Я никогда не мог определить, что заинтересует Мамбл, а что оставит ее равнодушной. В воскресенье днем я читал в саду и вдруг заметил, как по газону к дыре в живой изгороди, выходящей на ближайшее поле, крадется соседский кот Бастер. Мамбл выбралась из укромного уголка на высокую жердочку и вперилась взглядом в кота. Кот и сова посмотрели друг на друга с уважением и с солидного расстояния, как пара стрелков из фильма Серджио Леоне. При этом Мамбл не проявляла никакого возбуждения. Она осталась спокойной, сосредоточенной и внимательной: «Мы с тобой оба знаем, что наши пути не пересекаются. Так что иди своей дорогой, Бастер, и каждый продолжит заниматься своими делами…»
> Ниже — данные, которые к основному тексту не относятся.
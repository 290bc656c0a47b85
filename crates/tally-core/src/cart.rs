//! # Cart
//!
//! One order's worth of quantities and gift-wrap choices, keyed by product
//! name.
//!
//! ## Cart Operations Flow
//! ```text
//! ┌─────────────────────────────────────────────────────────────────────────┐
//! │                      Cart Operations                                    │
//! │                                                                         │
//! │  Input Collector              Cart Method            Cart Change        │
//! │  ───────────────              ───────────            ───────────        │
//! │                                                                         │
//! │  Prompt answered ───────────► set_line() ──────────► insert / replace  │
//! │                                                                         │
//! │  Cart file line ────────────► insert_line() ───────► insert, reject    │
//! │                                                       duplicates        │
//! │                                                                         │
//! │  Pricing ───────────────────► total_quantity() ────► (read only)       │
//! │                               gift_wrapped_count()                      │
//! │                               subtotal()                                │
//! └─────────────────────────────────────────────────────────────────────────┘
//! ```

use serde::{Deserialize, Serialize};

use crate::catalog::Catalog;
use crate::error::{CoreResult, ValidationError};
use crate::money::Money;
use crate::validation::{validate_product_name, validate_quantity, ValidationResult};

// =============================================================================
// Cart Line
// =============================================================================

/// Quantity and gift-wrap choice for one product.
#[derive(Debug, Clone, PartialEq, Eq, Serialize, Deserialize)]
pub struct CartLine {
    /// Catalog product name.
    pub product: String,

    /// Units ordered (0 is allowed).
    pub quantity: i64,

    /// Whether this product is gift wrapped.
    #[serde(default)]
    pub gift_wrapped: bool,
}

impl CartLine {
    /// Creates a cart line. Validation happens when it joins a [`Cart`].
    pub fn new(product: impl Into<String>, quantity: i64, gift_wrapped: bool) -> Self {
        CartLine {
            product: product.into(),
            quantity,
            gift_wrapped,
        }
    }

    /// Line total (unit price × quantity).
    #[inline]
    pub fn line_total(&self, unit_price: Money) -> Money {
        unit_price.multiply_quantity(self.quantity)
    }

    /// Strips surrounding whitespace from the product name.
    fn normalized(mut self) -> Self {
        let trimmed = self.product.trim();
        if trimmed.len() != self.product.len() {
            self.product = trimmed.to_string();
        }
        self
    }

    fn validate(&self) -> ValidationResult<()> {
        validate_product_name(&self.product)?;
        validate_quantity(self.quantity)
    }
}

// =============================================================================
// Cart
// =============================================================================

/// The shopping cart.
///
/// ## Invariants
/// - Lines are unique by product name (setting an existing product replaces it)
/// - Product names carry no surrounding whitespace
/// - Quantities are within 0..=MAX_ITEM_QUANTITY
/// - Lines keep insertion order, which is the order they are rendered in
#[derive(Debug, Clone, Default, PartialEq, Eq, Serialize, Deserialize)]
#[serde(try_from = "Vec<CartLine>", into = "Vec<CartLine>")]
pub struct Cart {
    lines: Vec<CartLine>,
}

impl Cart {
    /// Creates a new empty cart.
    pub fn new() -> Self {
        Cart { lines: Vec::new() }
    }

    /// Sets the quantity and gift-wrap choice for a product.
    ///
    /// ## Behavior
    /// - If the product is already in the cart: replaces its line
    /// - Otherwise: appends a new line
    ///
    /// ## Example
    /// ```rust
    /// use tally_core::Cart;
    ///
    /// let mut cart = Cart::new();
    /// cart.set_line("Product A", 5, false).unwrap();
    /// cart.set_line("Product A", 7, true).unwrap();
    ///
    /// assert_eq!(cart.len(), 1);
    /// assert_eq!(cart.total_quantity(), 7);
    /// assert!(cart.set_line("Product B", -1, false).is_err());
    /// ```
    pub fn set_line(
        &mut self,
        product: impl Into<String>,
        quantity: i64,
        gift_wrapped: bool,
    ) -> ValidationResult<()> {
        let line = CartLine::new(product, quantity, gift_wrapped).normalized();
        line.validate()?;

        match self.lines.iter_mut().find(|l| l.product == line.product) {
            Some(existing) => *existing = line,
            None => self.lines.push(line),
        }
        Ok(())
    }

    /// Appends a line, rejecting a product that is already in the cart.
    pub fn insert_line(&mut self, line: CartLine) -> ValidationResult<()> {
        let line = line.normalized();
        line.validate()?;

        if self.get(&line.product).is_some() {
            return Err(ValidationError::Duplicate {
                field: "cart product".to_string(),
                value: line.product,
            });
        }

        self.lines.push(line);
        Ok(())
    }

    /// Looks up the line for a product.
    pub fn get(&self, product: &str) -> Option<&CartLine> {
        self.lines.iter().find(|l| l.product == product)
    }

    /// Lines in insertion order.
    pub fn lines(&self) -> &[CartLine] {
        &self.lines
    }

    /// Iterates lines in insertion order.
    pub fn iter(&self) -> impl Iterator<Item = &CartLine> {
        self.lines.iter()
    }

    /// Returns the number of lines (distinct products).
    pub fn len(&self) -> usize {
        self.lines.len()
    }

    /// Checks if the cart has no lines.
    pub fn is_empty(&self) -> bool {
        self.lines.is_empty()
    }

    /// Returns the total quantity across all lines.
    pub fn total_quantity(&self) -> i64 {
        self.lines.iter().map(|l| l.quantity).sum()
    }

    /// Counts gift-wrapped lines.
    ///
    /// This counts distinct products, not units: three wrapped units of one
    /// product count once.
    pub fn gift_wrapped_count(&self) -> i64 {
        self.lines.iter().filter(|l| l.gift_wrapped).count() as i64
    }

    /// Calculates Σ quantity × unit price.
    pub fn subtotal(&self, catalog: &Catalog) -> CoreResult<Money> {
        let mut subtotal = Money::zero();
        for line in &self.lines {
            subtotal += line.line_total(catalog.require_price(&line.product)?);
        }
        Ok(subtotal)
    }
}

impl TryFrom<Vec<CartLine>> for Cart {
    type Error = ValidationError;

    fn try_from(lines: Vec<CartLine>) -> Result<Self, Self::Error> {
        let mut cart = Cart::new();
        for line in lines {
            cart.insert_line(line)?;
        }
        Ok(cart)
    }
}

impl From<Cart> for Vec<CartLine> {
    fn from(cart: Cart) -> Self {
        cart.lines
    }
}

// =============================================================================
// Unit Tests
// =============================================================================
С другой стороны, как-то днем, когда я проходил мимо вольера с букетом душистого горошка, сова пришла в явное возбуждение. И такое повторялось несколько раз – и всегда с душистым горошком. А еще говорят, у сов нет обоняния…

* * *

Иногда, хотя и не часто, на Мамбл набрасывались мелкие птицы, которые следили за ней днем, несмотря на прекрасную маскировку за густым плющом. Из своей комнаты наверху я слышал, что началась какая-то суета. Обычно все начиналось с тревожных криков дроздов. Когда я подходил к окну, чтобы посмотреть, что происходит, вокруг вольера собиралось множество мелких птиц – воробьев, щеглов, синиц. Все они старались подобраться к вольеру как можно ближе. Птицы нервно перепрыгивали с ветки на ветку, били крыльями, задирали хвосты. И все это сопровождалось настоящей какофонией. Судя по всему, птицы пытались указать на Мамбл кому-то из хищников. Шум и крики продолжались несколько минут, но сова не обращала на это никакого внимания. Она могла моргнуть, но спускаться с жердочки считала ниже своего достоинства. Не пыталась она и принимать угрожающий вид. Это совершенно нормально даже для дикой природы, где сову и ее мучителей не разделяет проволочная сетка. Подобные домогательства никогда не приносили плодов, но выдержка Мамбл произвела на меня глубокое впечатление – я разозлился бы на назойливых крикунов гораздо сильнее, чем она.

* * *

Первая реальная добыча Мамбл (жуки не в счет) меня немного разочаровала. Это был земляной червь. Я читал, что неясыти часто охотятся на червей, когда те после дождя вылезают наружу. Но хотя я и поздравил ее с этой удачей в пасмурный мартовский день 1982 года, меня не оставляла мысль о том, что писать здесь не о чем. Подозреваю, рассчитывать на что-то большее не следовало: червя на поверхности земли легко поймать. Кроме того, червяк явно напоминал те шнурки, которыми Мамбл так любила играть в детстве. А самое важное – Мамбл никогда не видела бурых меховых комочков, которые бегали на четырех лапках. Если бы мышь забежала в вольер, то как сова поняла бы, что это ужин? Да и как она могла бы ее поймать? (На случай, если читатель испытывает нежную любовь к червям, спешу утешить: черви вызывали у Мамбл несварение, и она довольно быстро выплевывала этих созданий, которые лежали на земле в полной озадаченности, а потом не спеша уползали прочь.)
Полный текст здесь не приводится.